Everyone loses when states do not compensate public defenders enough. It is not that states should increase their incomes even in desperate times of financial woe; rather, it is that states should definitely increase their incomes in times of prosperity. As Rawls argued, inequalities should only exist when they help the least advantaged. The very essence of public defenders is helping the least advantaged. Their important role deserves to be recognized with higher incomes. If the compensation for public defenders were unequal compared to that of others, then those who originally did not consider this occupation would be drawn in, leading to more effective representation for underprivileged dependents, and those who originally were involved in this occupation would not lose their sense of right and wrong. So states should make the compensation for public defenders unequal—by paying them much more, not by paying them much less.

Sources:
http://www.nytimes.com/2008/11/09/us/09defender.html?pagewanted=2&em
http://www.oyez.org/cases/1960-1969/1962/1962_155/

1 comment:

Pman said...

I think you might enjoy my politics class (Law, Politics, and Violence). I wrote a piece with quite a similar argument to that of your post.

I absolutely agree that public defenders should be paid more and you make a lot of great points, some of which really would have added to our precept discussion the other day.

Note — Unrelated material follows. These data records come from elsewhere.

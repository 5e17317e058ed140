pub mod chat_form;
pub mod field_error;
pub mod file_input;
pub mod parse_form;
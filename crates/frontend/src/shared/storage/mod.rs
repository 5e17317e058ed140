//! Key-value persistence for the client.
//!
//! Components depend on the [`StorageService`] trait only; the concrete
//! backend is chosen once by [`storage_service_factory`] and installed at the
//! application root with [`provide_storage`].

mod local;
mod memory;

pub use local::LocalStorageService;
pub use memory::MemoryStorageService;

use leptos::prelude::*;
use serde::{de::DeserializeOwned, Serialize};
use std::sync::Arc;
use thiserror::Error;

#[derive(Debug, Error)]
pub enum StorageError {
    #[error("storage should be provided only once, at the application root")]
    AlreadyProvided,
}

/// String key-value store. No schema, no expiry.
pub trait StorageService: Send + Sync {
    fn get(&self, key: &str) -> Option<String>;
    fn set(&self, key: &str, value: &str);
    fn remove(&self, key: &str);
}

/// Handle to the storage service kept in the reactive context
#[derive(Clone)]
pub struct StorageContext {
    service: Arc<dyn StorageService>,
}

impl StorageContext {
    pub fn new(service: Arc<dyn StorageService>) -> Self {
        Self { service }
    }

    pub fn get(&self, key: &str) -> Option<String> {
        self.service.get(key)
    }

    pub fn set(&self, key: &str, value: &str) {
        self.service.set(key, value);
    }

    pub fn remove(&self, key: &str) {
        self.service.remove(key);
    }

    /// Read and deserialize a JSON value; unreadable entries are treated as absent
    pub fn get_json<T: DeserializeOwned>(&self, key: &str) -> Option<T> {
        let raw = self.service.get(key)?;
        match serde_json::from_str(&raw) {
            Ok(value) => Some(value),
            Err(e) => {
                log::warn!("Ignoring malformed storage entry '{}': {}", key, e);
                None
            }
        }
    }

    pub fn set_json<T: Serialize>(&self, key: &str, value: &T) {
        match serde_json::to_string(value) {
            Ok(raw) => self.service.set(key, &raw),
            Err(e) => log::error!("Failed to serialize storage entry '{}': {}", key, e),
        }
    }
}

/// Browser local storage when available, in-memory otherwise
pub fn storage_service_factory() -> Arc<dyn StorageService> {
    if LocalStorageService::is_available() {
        Arc::new(LocalStorageService)
    } else {
        log::warn!("localStorage is not available, falling back to in-memory storage");
        Arc::new(MemoryStorageService::new())
    }
}

/// Install the factory-selected storage at the root of the component tree
pub fn provide_storage() -> Result<(), StorageError> {
    provide_storage_with(storage_service_factory())
}

pub fn provide_storage_with(service: Arc<dyn StorageService>) -> Result<(), StorageError> {
    if use_context::<StorageContext>().is_some() {
        return Err(StorageError::AlreadyProvided);
    }
    provide_context(StorageContext::new(service));
    Ok(())
}

pub fn use_storage() -> StorageContext {
    use_context::<StorageContext>().expect("StorageContext not provided; call provide_storage() in App")
}

#[cfg(test)]
mod tests {
    use super::*;
    use serde::Deserialize;

    #[derive(Debug, PartialEq, Serialize, Deserialize)]
    struct Entry {
        name: String,
        count: u32,
    }

    fn memory_context() -> StorageContext {
        StorageContext::new(Arc::new(MemoryStorageService::new()))
    }

    #[test]
    fn json_round_trip_and_malformed_entry() {
        let storage = memory_context();
        let entry = Entry {
            name: "a".to_string(),
            count: 2,
        };
        storage.set_json("entry", &entry);
        assert_eq!(storage.get_json::<Entry>("entry"), Some(entry));

        storage.set("entry", "{not json");
        assert_eq!(storage.get_json::<Entry>("entry"), None);
        assert_eq!(storage.get("entry").as_deref(), Some("{not json"));
    }

    #[test]
    fn storage_can_be_provided_once() {
        let owner = Owner::new();
        owner.with(|| {
            assert!(provide_storage_with(Arc::new(MemoryStorageService::new())).is_ok());
            let second = provide_storage_with(Arc::new(MemoryStorageService::new()));
            assert!(matches!(second, Err(StorageError::AlreadyProvided)));

            let storage = use_storage();
            storage.set("k", "v");
            assert_eq!(use_storage().get("k").as_deref(), Some("v"));
        });
    }
}
//! Parse Form - View Component

use super::model::ParseFormModel;
use crate::shared::api_utils::RequestError;
use crate::shared::components::field_error::FieldError;
use crate::shared::icons::icon;
use contracts::parse::ParseFormData;
use leptos::prelude::*;
use thaw::*;

/// URL input with submit button.
///
/// A new `error` from the parent is shown as a server error on the field
/// until the user edits it.
#[component]
pub fn ParseForm(
    #[prop(optional, into)] loading: Signal<bool>,
    #[prop(optional, into)] error: Signal<Option<RequestError>>,
    #[prop(optional, into)] initial_url: Option<String>,
    on_send: Callback<ParseFormData>,
) -> impl IntoView {
    let form = RwSignal::new(ParseFormModel::new(initial_url.unwrap_or_default()));

    Effect::new(move |_| {
        if let Some(error) = error.get() {
            form.update(|f| f.apply_server_error(&error));
        }
    });

    let handle_submit = move |ev: leptos::ev::SubmitEvent| {
        ev.prevent_default();
        if loading.get_untracked() {
            return;
        }
        if let Some(value) = form.try_update(|f| f.submit()).flatten() {
            on_send.run(value);
        }
    };

    let field_error = Signal::derive(move || form.with(|f| f.error_message()));

    view! {
        <form class="parse-form" on:submit=handle_submit novalidate=true>
            <div class="form__group">
                <label class="form__label">"Page URL"</label>
                <Flex style="gap: 8px; align-items: center;">
                    <input
                        type="url"
                        class="parse-form__url"
                        style="flex: 1;"
                        placeholder="https://example.com/article"
                        prop:value=move || form.with(|f| f.url.value().to_string())
                        on:input=move |ev| form.update(|f| f.url.input(event_target_value(&ev)))
                        on:blur=move |_| form.update(|f| f.url.mark_as_touched())
                    />
                    <Button
                        appearance=ButtonAppearance::Primary
                        button_type=ButtonType::Submit
                        disabled=loading
                    >
                        {move || {
                            if loading.get() {
                                view! { <Spinner size=SpinnerSize::Tiny /> }.into_any()
                            } else {
                                icon("link")
                            }
                        }}
                        " Parse"
                    </Button>
                </Flex>
                <FieldError error=field_error />
            </div>
        </form>
    }
}
use leptos::prelude::*;

/// Error line shown under an invalid field
#[component]
pub fn FieldError(#[prop(into)] error: Signal<Option<String>>) -> impl IntoView {
    move || {
        error.get().map(|message| {
            view! {
                <div class="form__error" style="color: var(--colorPaletteRedForeground1); font-size: 12px; margin-top: 4px;">
                    {message}
                </div>
            }
        })
    }
}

I'd like to add something to what you said about the way insufficient funds for public defenders hurt indigent defendants. Our legal proceedings depend on the adversarial system: if both sides argue their side of the case, the truth will come out. This relationship is fundamental to the way we deal with justice in our courts. However, when public defenders are paid so much less than prosecutors (as they are in all 50 states) the adversarial system is broken. When public defender offices are unable to hire expert witnesses, devote adequate time to cases, or offer the salaries that attract good attorneys, they simply can't fulfill their adversarial role; it's not a fair fight. As a result, you have to wonder whether the truth is coming out, and how many innocent people we may have imprisoned.